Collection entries
---

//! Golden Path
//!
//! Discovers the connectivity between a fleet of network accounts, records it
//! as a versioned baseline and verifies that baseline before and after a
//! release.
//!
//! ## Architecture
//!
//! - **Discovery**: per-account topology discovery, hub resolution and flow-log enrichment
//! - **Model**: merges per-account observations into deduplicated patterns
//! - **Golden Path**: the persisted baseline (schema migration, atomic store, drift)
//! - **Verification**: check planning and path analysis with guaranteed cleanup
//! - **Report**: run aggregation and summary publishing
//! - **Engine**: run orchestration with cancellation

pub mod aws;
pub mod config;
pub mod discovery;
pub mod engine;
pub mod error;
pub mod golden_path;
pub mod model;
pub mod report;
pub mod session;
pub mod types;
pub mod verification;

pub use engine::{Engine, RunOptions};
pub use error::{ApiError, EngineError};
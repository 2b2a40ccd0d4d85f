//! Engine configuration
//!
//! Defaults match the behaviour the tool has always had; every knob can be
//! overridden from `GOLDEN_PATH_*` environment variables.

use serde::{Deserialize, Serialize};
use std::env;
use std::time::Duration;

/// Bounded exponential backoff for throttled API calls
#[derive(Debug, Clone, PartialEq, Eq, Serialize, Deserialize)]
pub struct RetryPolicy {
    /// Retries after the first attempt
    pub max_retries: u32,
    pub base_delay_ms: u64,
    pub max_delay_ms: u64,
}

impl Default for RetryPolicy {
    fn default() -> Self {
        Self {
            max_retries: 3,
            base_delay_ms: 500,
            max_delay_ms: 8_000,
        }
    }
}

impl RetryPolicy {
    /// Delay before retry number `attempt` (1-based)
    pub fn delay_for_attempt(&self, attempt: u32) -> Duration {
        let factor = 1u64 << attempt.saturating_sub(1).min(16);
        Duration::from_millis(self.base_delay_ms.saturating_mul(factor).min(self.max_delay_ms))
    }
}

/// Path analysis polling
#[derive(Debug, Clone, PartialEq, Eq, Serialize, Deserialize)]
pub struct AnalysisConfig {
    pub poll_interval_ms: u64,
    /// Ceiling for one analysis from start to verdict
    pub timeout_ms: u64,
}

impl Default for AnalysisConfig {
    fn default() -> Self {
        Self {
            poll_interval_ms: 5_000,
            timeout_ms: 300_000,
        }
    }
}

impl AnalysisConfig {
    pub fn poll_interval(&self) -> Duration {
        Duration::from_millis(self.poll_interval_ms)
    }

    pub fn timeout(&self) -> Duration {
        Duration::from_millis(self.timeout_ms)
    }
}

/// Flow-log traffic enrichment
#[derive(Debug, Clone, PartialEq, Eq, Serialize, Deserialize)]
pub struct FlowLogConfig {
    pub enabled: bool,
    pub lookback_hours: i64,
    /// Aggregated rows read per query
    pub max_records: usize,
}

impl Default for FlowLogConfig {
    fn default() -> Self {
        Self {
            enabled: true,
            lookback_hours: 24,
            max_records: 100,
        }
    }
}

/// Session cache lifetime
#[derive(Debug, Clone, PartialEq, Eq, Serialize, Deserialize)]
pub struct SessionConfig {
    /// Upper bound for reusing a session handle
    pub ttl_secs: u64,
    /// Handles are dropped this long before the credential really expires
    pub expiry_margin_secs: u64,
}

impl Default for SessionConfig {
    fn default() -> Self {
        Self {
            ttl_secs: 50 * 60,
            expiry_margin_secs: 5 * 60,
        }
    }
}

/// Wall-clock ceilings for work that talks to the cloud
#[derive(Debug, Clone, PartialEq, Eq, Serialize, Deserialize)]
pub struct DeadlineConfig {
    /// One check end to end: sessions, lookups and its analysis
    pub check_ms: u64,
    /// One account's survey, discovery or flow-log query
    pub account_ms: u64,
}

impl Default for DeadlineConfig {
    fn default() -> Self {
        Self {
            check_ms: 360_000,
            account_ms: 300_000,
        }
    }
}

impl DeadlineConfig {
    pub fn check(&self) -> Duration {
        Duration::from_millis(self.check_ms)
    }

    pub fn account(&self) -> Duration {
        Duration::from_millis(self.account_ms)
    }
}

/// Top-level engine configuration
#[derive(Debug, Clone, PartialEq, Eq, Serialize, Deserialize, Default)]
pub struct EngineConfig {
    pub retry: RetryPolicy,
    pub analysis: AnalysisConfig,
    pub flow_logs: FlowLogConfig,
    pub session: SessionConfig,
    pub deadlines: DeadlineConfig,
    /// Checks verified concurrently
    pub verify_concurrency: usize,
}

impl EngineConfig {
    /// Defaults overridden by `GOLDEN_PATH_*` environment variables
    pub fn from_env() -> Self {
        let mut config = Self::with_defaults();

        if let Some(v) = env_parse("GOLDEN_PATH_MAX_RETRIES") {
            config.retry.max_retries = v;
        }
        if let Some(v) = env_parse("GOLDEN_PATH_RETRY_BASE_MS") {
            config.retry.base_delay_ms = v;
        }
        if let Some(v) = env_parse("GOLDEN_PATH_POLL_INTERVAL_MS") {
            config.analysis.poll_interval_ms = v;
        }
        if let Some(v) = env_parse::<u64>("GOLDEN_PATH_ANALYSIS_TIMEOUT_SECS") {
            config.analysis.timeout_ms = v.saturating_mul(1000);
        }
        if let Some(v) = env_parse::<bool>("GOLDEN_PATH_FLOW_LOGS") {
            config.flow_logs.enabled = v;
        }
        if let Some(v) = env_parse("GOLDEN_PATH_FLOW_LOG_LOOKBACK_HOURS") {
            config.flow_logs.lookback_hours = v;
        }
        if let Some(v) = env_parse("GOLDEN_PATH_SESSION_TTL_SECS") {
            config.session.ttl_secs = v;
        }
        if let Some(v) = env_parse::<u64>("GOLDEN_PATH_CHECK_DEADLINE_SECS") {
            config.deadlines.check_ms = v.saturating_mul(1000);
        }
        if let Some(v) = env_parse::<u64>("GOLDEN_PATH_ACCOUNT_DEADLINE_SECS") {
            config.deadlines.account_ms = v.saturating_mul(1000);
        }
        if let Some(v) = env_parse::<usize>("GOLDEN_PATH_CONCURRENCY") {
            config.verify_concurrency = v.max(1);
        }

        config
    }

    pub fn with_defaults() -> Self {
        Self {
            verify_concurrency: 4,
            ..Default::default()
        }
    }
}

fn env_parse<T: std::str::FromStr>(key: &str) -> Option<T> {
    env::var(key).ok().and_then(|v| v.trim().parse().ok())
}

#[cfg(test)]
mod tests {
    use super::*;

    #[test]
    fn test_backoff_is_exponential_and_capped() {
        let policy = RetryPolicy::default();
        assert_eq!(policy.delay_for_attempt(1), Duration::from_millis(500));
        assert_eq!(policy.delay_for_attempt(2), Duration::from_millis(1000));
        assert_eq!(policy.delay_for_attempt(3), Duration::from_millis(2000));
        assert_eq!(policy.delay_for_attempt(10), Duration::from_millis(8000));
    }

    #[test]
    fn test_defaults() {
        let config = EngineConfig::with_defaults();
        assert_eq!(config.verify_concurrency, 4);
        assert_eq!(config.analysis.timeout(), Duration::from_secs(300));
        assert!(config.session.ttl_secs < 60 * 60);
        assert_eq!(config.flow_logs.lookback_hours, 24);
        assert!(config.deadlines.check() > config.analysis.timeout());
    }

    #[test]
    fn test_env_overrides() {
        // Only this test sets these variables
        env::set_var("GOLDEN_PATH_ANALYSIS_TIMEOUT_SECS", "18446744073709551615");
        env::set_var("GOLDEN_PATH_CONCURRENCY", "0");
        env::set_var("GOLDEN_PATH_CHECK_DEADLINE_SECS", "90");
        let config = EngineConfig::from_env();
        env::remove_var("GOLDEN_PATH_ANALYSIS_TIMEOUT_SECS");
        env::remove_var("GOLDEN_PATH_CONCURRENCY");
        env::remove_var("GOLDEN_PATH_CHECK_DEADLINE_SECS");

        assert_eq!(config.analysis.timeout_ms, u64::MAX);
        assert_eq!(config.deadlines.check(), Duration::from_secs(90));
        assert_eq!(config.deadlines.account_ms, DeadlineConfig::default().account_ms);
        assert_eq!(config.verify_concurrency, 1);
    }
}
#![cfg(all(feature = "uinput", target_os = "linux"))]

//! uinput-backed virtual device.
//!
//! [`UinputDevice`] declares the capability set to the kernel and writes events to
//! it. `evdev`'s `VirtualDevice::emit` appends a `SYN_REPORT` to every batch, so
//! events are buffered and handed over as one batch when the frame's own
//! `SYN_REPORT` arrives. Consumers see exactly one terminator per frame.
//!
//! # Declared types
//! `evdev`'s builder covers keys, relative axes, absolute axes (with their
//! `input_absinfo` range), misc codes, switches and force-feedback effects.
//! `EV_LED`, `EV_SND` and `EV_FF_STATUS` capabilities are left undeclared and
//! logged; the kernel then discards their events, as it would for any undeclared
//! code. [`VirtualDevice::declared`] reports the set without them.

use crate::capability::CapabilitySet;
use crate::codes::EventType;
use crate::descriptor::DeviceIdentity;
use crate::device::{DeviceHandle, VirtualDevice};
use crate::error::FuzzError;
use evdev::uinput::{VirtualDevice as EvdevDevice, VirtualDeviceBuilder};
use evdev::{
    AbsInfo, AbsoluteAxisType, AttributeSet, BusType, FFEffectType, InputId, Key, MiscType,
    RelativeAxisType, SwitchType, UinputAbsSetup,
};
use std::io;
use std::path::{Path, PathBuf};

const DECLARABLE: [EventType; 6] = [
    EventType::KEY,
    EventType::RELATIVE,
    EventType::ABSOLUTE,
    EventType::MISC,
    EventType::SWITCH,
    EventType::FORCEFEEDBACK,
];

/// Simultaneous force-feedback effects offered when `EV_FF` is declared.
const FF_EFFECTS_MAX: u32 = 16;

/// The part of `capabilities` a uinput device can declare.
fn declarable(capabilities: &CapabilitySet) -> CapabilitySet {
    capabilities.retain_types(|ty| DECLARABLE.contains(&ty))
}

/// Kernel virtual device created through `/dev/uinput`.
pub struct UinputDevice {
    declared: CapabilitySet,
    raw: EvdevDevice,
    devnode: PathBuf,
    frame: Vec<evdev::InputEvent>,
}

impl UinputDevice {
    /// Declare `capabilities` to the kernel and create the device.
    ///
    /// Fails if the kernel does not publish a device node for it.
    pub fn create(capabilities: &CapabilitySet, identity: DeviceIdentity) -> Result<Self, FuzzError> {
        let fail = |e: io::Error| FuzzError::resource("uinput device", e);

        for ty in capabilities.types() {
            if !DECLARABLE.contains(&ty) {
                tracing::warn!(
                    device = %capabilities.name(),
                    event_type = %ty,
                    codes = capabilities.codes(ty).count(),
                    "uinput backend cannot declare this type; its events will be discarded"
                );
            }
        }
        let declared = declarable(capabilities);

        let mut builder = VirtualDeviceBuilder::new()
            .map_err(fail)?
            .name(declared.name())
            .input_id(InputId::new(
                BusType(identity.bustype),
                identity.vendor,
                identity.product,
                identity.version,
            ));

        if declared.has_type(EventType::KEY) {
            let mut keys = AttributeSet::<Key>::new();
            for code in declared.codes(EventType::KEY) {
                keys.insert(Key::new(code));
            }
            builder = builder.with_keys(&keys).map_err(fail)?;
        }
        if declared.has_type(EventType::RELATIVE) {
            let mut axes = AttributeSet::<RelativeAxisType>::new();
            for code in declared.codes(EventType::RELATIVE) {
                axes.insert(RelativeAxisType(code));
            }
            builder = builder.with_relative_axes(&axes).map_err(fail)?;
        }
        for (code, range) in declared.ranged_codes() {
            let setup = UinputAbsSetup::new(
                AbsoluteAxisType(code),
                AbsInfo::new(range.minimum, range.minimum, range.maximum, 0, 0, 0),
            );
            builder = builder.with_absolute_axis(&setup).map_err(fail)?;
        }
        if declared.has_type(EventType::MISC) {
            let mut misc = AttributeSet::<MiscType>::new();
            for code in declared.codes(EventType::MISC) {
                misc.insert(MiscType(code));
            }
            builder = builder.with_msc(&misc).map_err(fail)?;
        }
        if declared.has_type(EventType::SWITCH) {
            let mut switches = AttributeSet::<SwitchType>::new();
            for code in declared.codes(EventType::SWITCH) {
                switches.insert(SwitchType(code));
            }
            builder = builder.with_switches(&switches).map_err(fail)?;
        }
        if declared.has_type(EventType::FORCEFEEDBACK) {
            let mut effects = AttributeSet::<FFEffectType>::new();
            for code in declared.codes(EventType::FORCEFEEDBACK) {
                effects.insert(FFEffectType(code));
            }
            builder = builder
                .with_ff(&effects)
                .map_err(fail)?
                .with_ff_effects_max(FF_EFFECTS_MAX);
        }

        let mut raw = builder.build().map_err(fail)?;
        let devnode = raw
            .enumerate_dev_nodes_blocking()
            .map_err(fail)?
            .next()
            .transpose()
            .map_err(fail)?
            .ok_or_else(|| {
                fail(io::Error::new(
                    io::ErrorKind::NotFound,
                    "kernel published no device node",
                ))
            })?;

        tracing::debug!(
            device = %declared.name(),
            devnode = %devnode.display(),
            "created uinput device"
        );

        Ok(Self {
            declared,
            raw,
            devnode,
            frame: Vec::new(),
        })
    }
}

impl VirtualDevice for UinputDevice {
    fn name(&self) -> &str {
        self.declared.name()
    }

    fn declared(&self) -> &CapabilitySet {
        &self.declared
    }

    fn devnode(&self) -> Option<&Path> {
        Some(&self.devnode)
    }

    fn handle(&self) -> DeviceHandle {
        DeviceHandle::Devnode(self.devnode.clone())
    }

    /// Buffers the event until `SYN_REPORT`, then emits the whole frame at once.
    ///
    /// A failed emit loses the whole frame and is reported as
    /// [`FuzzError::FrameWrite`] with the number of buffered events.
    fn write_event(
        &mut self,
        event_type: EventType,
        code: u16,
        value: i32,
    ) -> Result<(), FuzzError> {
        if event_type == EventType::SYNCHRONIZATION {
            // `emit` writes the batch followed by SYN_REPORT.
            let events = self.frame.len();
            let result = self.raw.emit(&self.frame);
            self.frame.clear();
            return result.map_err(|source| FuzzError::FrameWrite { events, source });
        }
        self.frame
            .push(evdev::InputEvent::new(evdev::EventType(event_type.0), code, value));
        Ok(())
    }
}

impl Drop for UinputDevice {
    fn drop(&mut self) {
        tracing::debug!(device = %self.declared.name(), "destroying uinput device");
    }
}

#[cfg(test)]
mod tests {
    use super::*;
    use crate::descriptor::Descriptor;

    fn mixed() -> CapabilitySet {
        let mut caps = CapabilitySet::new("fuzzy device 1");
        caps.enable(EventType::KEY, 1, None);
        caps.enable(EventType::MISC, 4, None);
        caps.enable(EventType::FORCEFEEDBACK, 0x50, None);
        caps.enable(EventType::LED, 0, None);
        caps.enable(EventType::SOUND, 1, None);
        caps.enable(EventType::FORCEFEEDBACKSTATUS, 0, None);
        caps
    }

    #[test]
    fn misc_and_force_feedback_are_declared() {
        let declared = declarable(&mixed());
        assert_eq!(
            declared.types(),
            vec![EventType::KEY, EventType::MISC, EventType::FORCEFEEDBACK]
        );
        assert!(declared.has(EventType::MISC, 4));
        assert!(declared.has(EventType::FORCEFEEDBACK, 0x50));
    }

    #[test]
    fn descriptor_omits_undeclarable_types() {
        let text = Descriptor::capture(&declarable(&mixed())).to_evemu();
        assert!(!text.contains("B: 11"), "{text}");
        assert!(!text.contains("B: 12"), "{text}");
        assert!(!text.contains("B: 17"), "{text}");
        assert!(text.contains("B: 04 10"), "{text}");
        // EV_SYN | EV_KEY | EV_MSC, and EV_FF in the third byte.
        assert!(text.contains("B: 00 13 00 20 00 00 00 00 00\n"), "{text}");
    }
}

---

Look above for the line that contains "config.session.ttl_secs = v;". Starting there, transcribe every line exactly until you have copied the line that contains "assert_eq!(config.analysis.timeout(), Duration::from_secs(300));".

            config.session.ttl_secs = v;
        }
        if let Some(v) = env_parse::<u64>("GOLDEN_PATH_CHECK_DEADLINE_SECS") {
            config.deadlines.check_ms = v.saturating_mul(1000);
        }
        if let Some(v) = env_parse::<u64>("GOLDEN_PATH_ACCOUNT_DEADLINE_SECS") {
            config.deadlines.account_ms = v.saturating_mul(1000);
        }
        if let Some(v) = env_parse::<usize>("GOLDEN_PATH_CONCURRENCY") {
            config.verify_concurrency = v.max(1);
        }

        config
    }

    pub fn with_defaults() -> Self {
        Self {
            verify_concurrency: 4,
            ..Default::default()
        }
    }
}

fn env_parse<T: std::str::FromStr>(key: &str) -> Option<T> {
    env::var(key).ok().and_then(|v| v.trim().parse().ok())
}

#[cfg(test)]
mod tests {
    use super::*;

    #[test]
    fn test_backoff_is_exponential_and_capped() {
        let policy = RetryPolicy::default();
        assert_eq!(policy.delay_for_attempt(1), Duration::from_millis(500));
        assert_eq!(policy.delay_for_attempt(2), Duration::from_millis(1000));
        assert_eq!(policy.delay_for_attempt(3), Duration::from_millis(2000));
        assert_eq!(policy.delay_for_attempt(10), Duration::from_millis(8000));
    }

    #[test]
    fn test_defaults() {
        let config = EngineConfig::with_defaults();
        assert_eq!(config.verify_concurrency, 4);
        assert_eq!(config.analysis.timeout(), Duration::from_secs(300));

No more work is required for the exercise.